▶ TASK PROMPT
From the records below, copy the lines that include "merge".

Stored data entries
|---|

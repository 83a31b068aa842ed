//! Every category of one account, in a fixed order.

use crate::types::{Account, AccountReport, Category};

use super::VscoDownloader;

impl VscoDownloader {
    /// Run images, collection and journal (then the profile picture if asked)
    ///
    /// Categories are isolated: a category that aborts is logged and recorded in
    /// [`AccountReport::errors`], and the next one still runs. The collection is
    /// skipped when the account has no collection id. Stops early once cancelled.
    pub async fn download_all(&self, account: &Account, include_profile: bool) -> AccountReport {
        let mut categories = vec![Category::Images, Category::Collection, Category::Journal];
        if include_profile {
            categories.push(Category::Profile);
        }
        self.download_categories(account, &categories).await
    }

    /// Run `categories` for `account` in the given order, each isolated from the others
    pub async fn download_categories(
        &self,
        account: &Account,
        categories: &[Category],
    ) -> AccountReport {
        let mut report = AccountReport::new(account.username.clone());

        for &category in categories {
            if self.cancel.is_cancelled() {
                tracing::info!(
                    account = %account.username,
                    %category,
                    "Cancelled, not starting category"
                );
                break;
            }
            if category == Category::Collection && account.collection_id.is_none() {
                tracing::debug!(
                    account = %account.username,
                    "No collection id, skipping collection"
                );
                continue;
            }

            match self.download(account, category).await {
                Ok(category_report) => {
                    report.categories.insert(category, category_report);
                }
                Err(e) => {
                    tracing::error!(
                        account = %account.username,
                        %category,
                        error = %e,
                        "Category aborted"
                    );
                    report.errors.insert(category, e.to_string());
                }
            }
        }

        report
    }
}
//! Core types for vsco-dl

use serde::{Deserialize, Serialize};
use sha2::{Digest, Sha256};
use std::collections::BTreeMap;
use std::path::PathBuf;

/// Number of hex characters of the SHA-256 digest kept in a text identity
const TEXT_ID_HEX_LEN: usize = 16;

/// Stable identity of a harvested item, used both as file stem and ledger key
#[derive(Clone, Debug, PartialEq, Eq, PartialOrd, Ord, Hash, Serialize, Deserialize)]
#[serde(transparent)]
pub struct ItemId(pub String);

impl ItemId {
    /// Identity of a listing item: its millisecond upload timestamp with the last
    /// three digits dropped
    pub fn from_upload_date(upload_date_ms: i64) -> Self {
        Self((upload_date_ms / 1000).to_string())
    }

    /// Identity of an inline journal text block in article `permalink`
    ///
    /// Derived from a hash of the permalink and the content, so the same text in two
    /// articles is saved in both. Text is never used as its own filename: long or
    /// special-character content would produce invalid or colliding names.
    pub fn from_text(permalink: &str, content: &str) -> Self {
        let mut hasher = Sha256::new();
        hasher.update(permalink.as_bytes());
        hasher.update([0u8]);
        hasher.update(content.as_bytes());
        let digest = hasher.finalize();
        let hex: String = digest
            .iter()
            .map(|b| format!("{:02x}", b))
            .collect::<String>();
        Self(format!("text-{}", &hex[..TEXT_ID_HEX_LEN]))
    }

    /// Borrow the identity as a string
    pub fn as_str(&self) -> &str {
        &self.0
    }
}

impl From<String> for ItemId {
    fn from(id: String) -> Self {
        Self(id)
    }
}

impl From<&str> for ItemId {
    fn from(id: &str) -> Self {
        Self(id.to_string())
    }
}

impl std::fmt::Display for ItemId {
    fn fmt(&self, f: &mut std::fmt::Formatter<'_>) -> std::fmt::Result {
        f.write_str(&self.0)
    }
}

/// Harvest domain; each has its own listing endpoint, directory and ledger namespace
#[derive(Clone, Copy, Debug, PartialEq, Eq, PartialOrd, Ord, Hash, Serialize, Deserialize)]
#[serde(rename_all = "lowercase")]
pub enum Category {
    /// Account's own posts, stored flat in the account root
    Images,
    /// Reposted collection, stored under `collection/`
    Collection,
    /// Journal articles, stored under `journal/{permalink}/`
    Journal,
    /// Current profile picture, stored under `profile/`
    Profile,
}

impl Category {
    /// Every category, in the order a full run visits them
    pub const ALL: [Category; 4] = [
        Category::Images,
        Category::Collection,
        Category::Journal,
        Category::Profile,
    ];

    /// Key used in the persisted ledger
    pub fn as_str(&self) -> &'static str {
        match self {
            Category::Images => "images",
            Category::Collection => "collection",
            Category::Journal => "journal",
            Category::Profile => "profile",
        }
    }

    /// Sub-directory of the account root this category is mirrored into
    pub fn subdir(&self) -> Option<&'static str> {
        match self {
            Category::Images => None,
            Category::Collection => Some("collection"),
            Category::Journal => Some("journal"),
            Category::Profile => Some("profile"),
        }
    }
}

impl std::fmt::Display for Category {
    fn fmt(&self, f: &mut std::fmt::Formatter<'_>) -> std::fmt::Result {
        f.write_str(self.as_str())
    }
}

/// What a work item is, and where its bytes come from
#[derive(Clone, Debug, PartialEq, Eq, Serialize, Deserialize)]
#[serde(tag = "kind", rename_all = "lowercase")]
pub enum ItemKind {
    /// Still image fetched from `url`, saved as `.jpg`
    Image {
        /// Absolute source URL
        url: String,
    },
    /// Video fetched from `url`, saved as `.mp4`
    Video {
        /// Absolute source URL
        url: String,
    },
    /// Inline text written verbatim, saved as `.txt`
    Text {
        /// Literal text content
        content: String,
    },
}

impl ItemKind {
    /// File extension the item is saved under
    pub fn extension(&self) -> &'static str {
        match self {
            ItemKind::Image { .. } => "jpg",
            ItemKind::Video { .. } => "mp4",
            ItemKind::Text { .. } => "txt",
        }
    }
}

/// A harvested entry waiting to be written to disk
#[derive(Clone, Debug, PartialEq, Eq, Serialize, Deserialize)]
pub struct WorkItem {
    /// Stable identity (file stem and ledger key)
    pub id: ItemId,
    /// Media type and payload
    #[serde(flatten)]
    pub kind: ItemKind,
    /// Journal permalink the item is filed under, if any
    #[serde(skip_serializing_if = "Option::is_none")]
    pub group: Option<String>,
}

impl WorkItem {
    /// Create an ungrouped item
    pub fn new(id: ItemId, kind: ItemKind) -> Self {
        Self {
            id,
            kind,
            group: None,
        }
    }

    /// File this item is finalized under, e.g. `1561234567.jpg`
    pub fn file_name(&self) -> String {
        format!("{}.{}", self.id, self.kind.extension())
    }
}

/// Account to mirror, with the ids the API keys its listings by
///
/// Resolving `site_id`/`collection_id` from a username happens outside this crate.
#[derive(Clone, Debug, PartialEq, Eq, Serialize, Deserialize)]
pub struct Account {
    /// Username; also the name of the account's root directory and ledger key
    pub username: String,
    /// Numeric site id
    pub site_id: String,
    /// Collection id, required only for the collection category
    #[serde(default, skip_serializing_if = "Option::is_none")]
    pub collection_id: Option<String>,
}

impl Account {
    /// Create an account descriptor
    pub fn new(
        username: impl Into<String>,
        site_id: impl Into<String>,
        collection_id: Option<String>,
    ) -> Self {
        Self {
            username: username.into(),
            site_id: site_id.into(),
            collection_id,
        }
    }
}

/// A stripe that stopped before reaching its empty page
#[derive(Clone, Debug, PartialEq, Eq, Serialize, Deserialize)]
pub struct StripeFailure {
    /// 0-based worker index
    pub stripe: usize,
    /// 1-based page that could not be fetched
    pub page: usize,
    /// Error message after retries were exhausted
    pub error: String,
}

/// Outcome of one category run for one account
#[derive(Clone, Debug, Default, PartialEq, Eq, Serialize, Deserialize)]
pub struct CategoryReport {
    /// Items written to disk during this run
    pub downloaded: usize,
    /// Items not fetched because the ledger or the destination already had them
    pub skipped: usize,
    /// Identities whose download failed
    pub failed: Vec<ItemId>,
    /// Items left untouched because the run was cancelled
    pub cancelled: usize,
    /// Listing records that could not be turned into work items
    pub malformed: usize,
    /// Pagination stripes that stopped early
    pub stripe_failures: Vec<StripeFailure>,
}

impl CategoryReport {
    /// True when nothing failed and nothing was left behind
    pub fn is_complete(&self) -> bool {
        self.failed.is_empty()
            && self.cancelled == 0
            && self.malformed == 0
            && self.stripe_failures.is_empty()
    }

    /// Fold another report into this one
    pub fn merge(&mut self, other: CategoryReport) {
        self.downloaded += other.downloaded;
        self.skipped += other.skipped;
        self.failed.extend(other.failed);
        self.cancelled += other.cancelled;
        self.malformed += other.malformed;
        self.stripe_failures.extend(other.stripe_failures);
    }
}

/// Outcome of a run over several categories of one account
#[derive(Clone, Debug, Default, PartialEq, Eq, Serialize, Deserialize)]
pub struct AccountReport {
    /// Account username
    pub account: String,
    /// Reports of the categories that ran to the end
    pub categories: BTreeMap<Category, CategoryReport>,
    /// Categories that aborted during setup or listing, with the error message
    pub errors: BTreeMap<Category, String>,
}

impl AccountReport {
    /// Empty report for `account`
    pub fn new(account: impl Into<String>) -> Self {
        Self {
            account: account.into(),
            ..Self::default()
        }
    }

    /// Sum of every category report
    pub fn totals(&self) -> CategoryReport {
        let mut totals = CategoryReport::default();
        for report in self.categories.values() {
            totals.merge(report.clone());
        }
        totals
    }

    /// True when no category aborted and every category report is complete
    pub fn is_complete(&self) -> bool {
        self.errors.is_empty() && self.categories.values().all(CategoryReport::is_complete)
    }
}

/// Event emitted during a harvest/download run
#[derive(Clone, Debug, Serialize, Deserialize)]
#[serde(tag = "type", rename_all = "snake_case")]
pub enum Event {
    /// Listing started for a category
    HarvestStarted {
        /// Account username
        account: String,
        /// Category being listed
        category: Category,
    },

    /// A listing page was fetched
    PageFetched {
        /// Account username
        account: String,
        /// Category being listed
        category: Category,
        /// 1-based page number
        page: usize,
        /// Records on the page
        items: usize,
    },

    /// A new item was found and will be downloaded
    ItemQueued {
        /// Account username
        account: String,
        /// Category of the item
        category: Category,
        /// Item identity
        id: ItemId,
    },

    /// A pagination stripe gave up after exhausting retries
    StripeFailed {
        /// Account username
        account: String,
        /// Category being listed
        category: Category,
        /// Failure details
        failure: StripeFailure,
    },

    /// Listing finished; `queued` items will be downloaded
    HarvestComplete {
        /// Account username
        account: String,
        /// Category that was listed
        category: Category,
        /// Items handed to the download stage
        queued: usize,
        /// Items skipped as already known
        skipped: usize,
    },

    /// An item was written to disk
    ItemDownloaded {
        /// Account username
        account: String,
        /// Category of the item
        category: Category,
        /// Item identity
        id: ItemId,
        /// Final path
        path: PathBuf,
    },

    /// An item was already on disk when its download slot came up
    ItemSkipped {
        /// Account username
        account: String,
        /// Category of the item
        category: Category,
        /// Item identity
        id: ItemId,
    },

    /// An item could not be downloaded
    ItemFailed {
        /// Account username
        account: String,
        /// Category of the item
        category: Category,
        /// Item identity
        id: ItemId,
        /// Error message
        error: String,
    },

    /// A category run finished
    CategoryComplete {
        /// Account username
        account: String,
        /// Category that finished
        category: Category,
        /// Final counts
        report: CategoryReport,
    },
}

|---|

▶ EXPECTED ANSWER
    pub fn merge(&mut self, other: CategoryReport) {
            totals.merge(report.clone());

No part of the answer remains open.